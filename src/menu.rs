//! Menu sheet: the item catalog plus stall metadata
//!
//! Layout: row 1 holds the positional meta pair `[stallName, festName]`,
//! row 2 holds the column headers `[Key, Emoji, Name, Description,
//! MaxPrice]`, and every following row is one catalog item. Item columns are
//! located by header name, case-insensitively after trimming, so an
//! externally reordered sheet still parses; the meta row is positional.

use std::path::{Path, PathBuf};

use serde_json::Value;

use crate::error::AppError;
use crate::model::{MenuItem, MenuItemPatch, MenuMeta, MenuSheet, NewMenuItem};
use crate::store::{read_sheet, write_sheet};

/// Canonical header row of the menu sheet
pub const MENU_HEADERS: [&str; 5] = ["Key", "Emoji", "Name", "Description", "MaxPrice"];

/// Handle to the menu sheet file
#[derive(Clone)]
pub struct MenuStore {
    path: PathBuf,
}

impl MenuStore {
    pub fn new(path: impl Into<PathBuf>) -> Self {
        Self { path: path.into() }
    }

    pub fn path(&self) -> &Path {
        &self.path
    }

    /// Parses the full sheet
    ///
    /// Fails with `NotFound` when the file does not exist; callers decide
    /// whether that is a user-visible failure (`GET /api/menu` surfaces it
    /// as a 500) or the starting point for a lazy first write.
    pub fn list(&self) -> Result<MenuSheet, AppError> {
        let records = read_sheet(&self.path)?
            .ok_or_else(|| AppError::NotFound("Menu not found".to_string()))?;

        let meta = records
            .first()
            .map(|row| MenuMeta {
                stall_name: row.get(0).unwrap_or_default().to_string(),
                fest_name: row.get(1).unwrap_or_default().to_string(),
            })
            .unwrap_or_default();

        // Column positions are resolved by header name so a reordered
        // sheet still reads correctly
        let find_column = |wanted: &str| {
            records.get(1).and_then(|headers| {
                headers
                    .iter()
                    .position(|cell| cell.trim().eq_ignore_ascii_case(wanted))
            })
        };
        let key_col = find_column("key");
        let emoji_col = find_column("emoji");
        let name_col = find_column("name");
        let description_col = find_column("description");
        let max_price_col = find_column("maxprice");

        let cell = |row: &csv::StringRecord, col: Option<usize>| {
            col.and_then(|idx| row.get(idx)).unwrap_or("").to_string()
        };

        let mut items = Vec::new();
        for row in records.iter().skip(2) {
            let key = cell(row, key_col).trim().to_string();
            if key.is_empty() {
                continue;
            }
            items.push(MenuItem {
                key,
                emoji: cell(row, emoji_col),
                name: cell(row, name_col),
                description: cell(row, description_col),
                max_price: cell(row, max_price_col).trim().parse().unwrap_or(0.0),
            });
        }

        Ok(MenuSheet { meta, items })
    }

    /// Rewrites the whole sheet: meta row, header row, then the items
    ///
    /// The meta row is always written first, exactly once, even when the
    /// item collection is empty.
    pub fn write(&self, meta: &MenuMeta, items: &[MenuItem]) -> Result<(), AppError> {
        let mut rows = Vec::with_capacity(items.len() + 2);
        rows.push(vec![meta.stall_name.clone(), meta.fest_name.clone()]);
        rows.push(MENU_HEADERS.iter().map(|h| h.to_string()).collect());
        for item in items {
            rows.push(vec![
                item.key.clone(),
                item.emoji.clone(),
                item.name.clone(),
                item.description.clone(),
                format!("{}", item.max_price),
            ]);
        }
        write_sheet(&self.path, rows)
    }

    /// Adds a new catalog item
    ///
    /// Requires a non-blank key and rejects duplicates without overwriting.
    /// An absent sheet is created on the spot with empty meta.
    pub fn create(&self, input: NewMenuItem) -> Result<MenuItem, AppError> {
        let key = input
            .key
            .as_deref()
            .map(str::trim)
            .filter(|key| !key.is_empty())
            .ok_or_else(|| AppError::Validation("Menu key is required".to_string()))?
            .to_string();

        let MenuSheet { meta, mut items } = self.list_or_default()?;

        if items.iter().any(|item| item.key == key) {
            return Err(AppError::Conflict(
                "A menu item with this key already exists".to_string(),
            ));
        }

        let item = MenuItem {
            key,
            emoji: input.emoji.unwrap_or_default(),
            name: input.name.unwrap_or_default(),
            description: input.description.unwrap_or_default(),
            max_price: coerce_max_price(input.max_price.as_ref()),
        };
        items.push(item.clone());
        self.write(&meta, &items)?;

        tracing::info!(key = %item.key, "menu item created");
        Ok(item)
    }

    /// Applies a partial update to the item with the given key
    ///
    /// Only fields present in the patch replace stored values; the item
    /// keeps its position in the sheet.
    pub fn update(&self, key: &str, patch: MenuItemPatch) -> Result<MenuItem, AppError> {
        let MenuSheet { meta, mut items } = self.list_or_default()?;

        let item = items
            .iter_mut()
            .find(|item| item.key == key)
            .ok_or_else(|| AppError::NotFound("Menu item not found".to_string()))?;

        if let Some(emoji) = patch.emoji {
            item.emoji = emoji;
        }
        if let Some(name) = patch.name {
            item.name = name;
        }
        if let Some(description) = patch.description {
            item.description = description;
        }
        if let Some(max_price) = patch.max_price {
            item.max_price = coerce_max_price(Some(&max_price));
        }
        let updated = item.clone();

        self.write(&meta, &items)?;

        tracing::info!(key = %updated.key, "menu item updated");
        Ok(updated)
    }

    /// Removes the item with the given key
    pub fn delete(&self, key: &str) -> Result<(), AppError> {
        let MenuSheet { meta, items } = self.list_or_default()?;

        let kept: Vec<MenuItem> = items.iter().filter(|item| item.key != key).cloned().collect();
        if kept.len() == items.len() {
            return Err(AppError::NotFound("Menu item not found".to_string()));
        }

        self.write(&meta, &kept)?;

        tracing::info!(key, "menu item deleted");
        Ok(())
    }

    /// Like `list`, but an absent sheet reads as empty meta and no items
    /// so that the first write can create it lazily
    fn list_or_default(&self) -> Result<MenuSheet, AppError> {
        match self.list() {
            Ok(sheet) => Ok(sheet),
            Err(AppError::NotFound(_)) => Ok(MenuSheet {
                meta: MenuMeta::default(),
                items: Vec::new(),
            }),
            Err(err) => Err(err),
        }
    }
}

/// Coerces a loosely-typed `maxPrice` input to a number
///
/// Numbers pass through, numeric strings are parsed, everything else
/// (including absence) becomes 0.
fn coerce_max_price(value: Option<&Value>) -> f64 {
    match value {
        Some(Value::Number(n)) => n.as_f64().unwrap_or(0.0),
        Some(Value::String(s)) => s.trim().parse().unwrap_or(0.0),
        _ => 0.0,
    }
}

**Exercise aim**
Please transcribe exactly the line containing "to a number" and every line after it through the end of the records, and nothing else.

**Output for this exercise**
/// Coerces a loosely-typed `maxPrice` input to a number
///
/// Numbers pass through, numeric strings are parsed, everything else
/// (including absence) becomes 0.
fn coerce_max_price(value: Option<&Value>) -> f64 {
    match value {
        Some(Value::Number(n)) => n.as_f64().unwrap_or(0.0),
        Some(Value::String(s)) => s.trim().parse().unwrap_or(0.0),
        _ => 0.0,
    }
}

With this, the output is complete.